PG&E’s interim CEO, Bill Smith, flanked by attorneys and Aaron Johnson, the utility’s VP of wildfire safety and public engagement, represented the company that day. He said the corporation had heard “every word” spoken by the loved ones of those killed by the wildfire.
“We will never forget their pain. It can never be said too many times: We accept responsibility for our role in the Camp Fire, and all 23,000 employees are committed to making sure our equipment never again causes a catastrophe like this,” Smith said.
“On behalf of everyone at PG&E, I’m truly sorry for the terrible loss of life and the physical and emotional damage resulting from the fire. I recognize that no apology, no plea, no sentencing can undo that damage, and no passage of time can lessen the anguish that we heard expressed in this courtroom.

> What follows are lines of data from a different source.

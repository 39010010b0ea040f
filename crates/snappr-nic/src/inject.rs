//! Injection engine — turns queued messages into timed packets.
//!
//! Each port serves its queue strictly FIFO. The head message is cut into
//! packets of at most `packet_size` bytes; a packet leaves only when the
//! credit ledger covers it. A credit-starved head blocks everything behind
//! it on the same port.

use std::collections::VecDeque;

use snappr_core::{NetworkMessage, Port, TimeDelta, Timestamp};

use crate::credit::CreditLedger;
use crate::error::NicError;
use crate::packet::Packet;

/// Outcome of one injection attempt on a port.
#[derive(Debug, Clone, PartialEq, Eq)]
pub enum Injection {
    /// A packet left the port. `offset` is the head message's next unsent
    /// byte; it equals the message length on the tail packet.
    Advanced {
        packet: Packet,
        departure: Timestamp,
        offset: u64,
    },
    /// The head packet needs `needed` bytes of credit the port does not have.
    Stalled { needed: u64 },
    /// Nothing queued.
    Idle,
}

#[derive(Debug)]
struct Pending {
    message: NetworkMessage,
    offset: u64,
}

#[derive(Debug)]
pub struct InjectionEngine {
    packet_size: u32,
    byte_delay: TimeDelta,
    queues: Vec<VecDeque<Pending>>,
    next_free: Vec<Timestamp>,
}

impl InjectionEngine {
    /// A zero `packet_size` could never advance a head message.
    pub fn new(num_ports: u16, packet_size: u32, byte_delay: TimeDelta) -> Result<Self, NicError> {
        if packet_size == 0 {
            return Err(NicError::ZeroPacketSize);
        }
        Ok(Self {
            packet_size,
            byte_delay,
            queues: (0..num_ports).map(|_| VecDeque::new()).collect(),
            next_free: vec![Timestamp::ZERO; num_ports as usize],
        })
    }

    fn check_port(&self, port: Port) -> Result<(), NicError> {
        if port.index() >= self.queues.len() {
            return Err(NicError::UnknownPort {
                port,
                num_ports: self.queues.len() as u16,
            });
        }
        Ok(())
    }

    /// Queue a message behind whatever its port already holds.
    pub fn enqueue(&mut self, message: NetworkMessage) -> Result<(), NicError> {
        let port = message.port();
        self.check_port(port)?;
        tracing::trace!(
            flow = message.flow_id().0,
            port = port.0,
            bytes = message.byte_length(),
            depth = self.queues[port.index()].len(),
            "message queued for injection"
        );
        self.queues[port.index()].push_back(Pending { message, offset: 0 });
        Ok(())
    }

    /// Try to emit the next packet of the head message on `port`.
    pub fn inject(
        &mut self,
        port: Port,
        credits: &mut CreditLedger,
        now: Timestamp,
    ) -> Result<Injection, NicError> {
        self.check_port(port)?;
        let queue = &mut self.queues[port.index()];
        let Some(head) = queue.front_mut() else {
            return Ok(Injection::Idle);
        };

        let total = head.message.byte_length();
        let num_bytes = (total - head.offset).min(self.packet_size as u64);
        if !credits.has_credit(port, num_bytes) {
            return Ok(Injection::Stalled { needed: num_bytes });
        }
        credits.consume(port, num_bytes)?;

        let next_free = &mut self.next_free[port.index()];
        let departure = (*next_free).max(now) + self.byte_delay * num_bytes;
        *next_free = departure;

        let offset = head.offset;
        head.offset += num_bytes;
        let new_offset = head.offset;
        let msg = &head.message;
        let mut packet = Packet {
            flow_id: msg.flow_id(),
            src: msg.src(),
            dst: msg.dst(),
            port,
            offset,
            num_bytes: num_bytes as u32,
            total_bytes: total,
            payload: None,
        };

        if new_offset == total {
            if let Some(done) = queue.pop_front() {
                packet.payload = Some(Box::new(done.message));
            }
        }

        tracing::trace!(
            flow = packet.flow_id.0,
            port = port.0,
            offset,
            num_bytes,
            departure = departure.as_ps(),
            tail = packet.is_tail(),
            "packet injected"
        );

        Ok(Injection::Advanced {
            packet,
            departure,
            offset: new_offset,
        })
    }

    /// When the port finishes serializing everything injected so far.
    pub fn next_free(&self, port: Port) -> Timestamp {
        self.next_free
            .get(port.index())
            .copied()
            .unwrap_or(Timestamp::ZERO)
    }

    /// Messages still queued on `port`, including a partially injected head.
    pub fn queue_len(&self, port: Port) -> usize {
        self.queues.get(port.index()).map_or(0, VecDeque::len)
    }

    /// Next unsent byte of the head message on `port`.
    pub fn head_offset(&self, port: Port) -> Option<u64> {
        self.queues
            .get(port.index())
            .and_then(VecDeque::front)
            .map(|p| p.offset)
    }

    pub fn packet_size(&self) -> u32 {
        self.packet_size
    }
}
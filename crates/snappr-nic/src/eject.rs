//! Ejection — reassembles arriving packets into completed messages.
//!
//! A flow is established by its offset-0 packet and torn down by the packet
//! that brings accumulated bytes up to the declared length. Packets of a flow
//! must arrive contiguous and in order; anything else is fatal.

use std::collections::btree_map::{BTreeMap, Entry};

use snappr_core::{FlowId, NetworkMessage, NodeId, Timestamp};

use crate::error::NicError;
use crate::packet::Packet;

#[derive(Debug, Clone)]
struct FlowProgress {
    received: u64,
    total: u64,
    packets: u32,
    first_arrival: Timestamp,
}

/// Result of accepting one packet.
#[derive(Debug, Clone, PartialEq, Eq)]
pub enum Reassembly {
    Partial { received: u64, total: u64 },
    Complete {
        message: NetworkMessage,
        packets: u32,
        first_arrival: Timestamp,
    },
}

/// Flow table keyed by `(source, flow id)`: flow ids are only unique per
/// sending endpoint.
#[derive(Debug, Default)]
pub struct ReassemblyEngine {
    flows: BTreeMap<(NodeId, FlowId), FlowProgress>,
    completed: u64,
}

impl ReassemblyEngine {
    pub fn new() -> Self {
        Self::default()
    }

    pub fn accept(&mut self, packet: Packet, now: Timestamp) -> Result<Reassembly, NicError> {
        let key = (packet.src, packet.flow_id);

        let progress = match self.flows.entry(key) {
            Entry::Occupied(entry) => {
                let progress = entry.into_mut();
                if packet.total_bytes != progress.total {
                    return Err(NicError::LengthMismatch {
                        src: packet.src,
                        flow: packet.flow_id,
                        declared: packet.total_bytes,
                        expected: progress.total,
                    });
                }
                if packet.offset < progress.received {
                    return Err(NicError::DoubleDelivery {
                        src: packet.src,
                        flow: packet.flow_id,
                        port: packet.port,
                        offset: packet.offset,
                        received: progress.received,
                    });
                }
                if packet.offset > progress.received {
                    return Err(NicError::NonContiguous {
                        src: packet.src,
                        flow: packet.flow_id,
                        port: packet.port,
                        offset: packet.offset,
                        received: progress.received,
                    });
                }
                progress
            }
            Entry::Vacant(entry) => {
                if packet.offset != 0 {
                    return Err(NicError::UnknownFlow {
                        src: packet.src,
                        flow: packet.flow_id,
                        port: packet.port,
                        offset: packet.offset,
                    });
                }
                tracing::trace!(
                    src = packet.src.0,
                    flow = packet.flow_id.0,
                    total = packet.total_bytes,
                    "flow established"
                );
                entry.insert(FlowProgress {
                    received: 0,
                    total: packet.total_bytes,
                    packets: 0,
                    first_arrival: now,
                })
            }
        };

        if packet.end() > progress.total {
            return Err(NicError::Overrun {
                src: packet.src,
                flow: packet.flow_id,
                port: packet.port,
                offset: packet.offset,
                num_bytes: packet.num_bytes,
                total: progress.total,
            });
        }

        progress.received = packet.end();
        progress.packets += 1;

        if progress.received < progress.total {
            return Ok(Reassembly::Partial {
                received: progress.received,
                total: progress.total,
            });
        }

        let Some(message) = packet.payload else {
            return Err(NicError::MissingPayload {
                src: packet.src,
                flow: packet.flow_id,
                total: progress.total,
            });
        };
        if message.byte_length() != progress.total {
            return Err(NicError::LengthMismatch {
                src: packet.src,
                flow: packet.flow_id,
                declared: message.byte_length(),
                expected: progress.total,
            });
        }

        let packets = progress.packets;
        let first_arrival = progress.first_arrival;
        self.flows.remove(&key);
        self.completed += 1;

        tracing::debug!(
            src = packet.src.0,
            flow = packet.flow_id.0,
            bytes = message.byte_length(),
            packets,
            "flow reassembled"
        );

        Ok(Reassembly::Complete {
            message: *message,
            packets,
            first_arrival,
        })
    }

    /// Flows with some but not all bytes received, for post-mortem inspection.
    pub fn in_progress(&self) -> Vec<(NodeId, FlowId, u64, u64)> {
        self.flows
            .iter()
            .map(|(&(src, flow), p)| (src, flow, p.received, p.total))
            .collect()
    }

    pub fn completed(&self) -> u64 {
        self.completed
    }
}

“All of us know that actions speak louder than words,” he continued. “We have taken action and we will continue to take action to combat the growing threat of wildfires and to keep our customers and communities safe.”
Butte County Superior Court Judge Michael R. Deems echoed Ramsey regarding the exemption for prison time.
“The court has considered the facts of this case, which establish a callous disregard for the safety and property of the citizens of Butte County,” he said. “The court has also considered that the only means of exacting punishment for the many serious crimes to which PG&E has pleaded is to impose a fine. Accordingly, the sentence imposed will be the maximum fines authorized by law.”
But before doing so, ruling that the company pay nearly $3.5 million in fines, fees, assessments and surcharges, plus another $500,000 for the cost of the investigation, Deems quoted Alsup, the federal judge.
“If ever there was a corporation that deserved to go to prison, it’s PG&E.”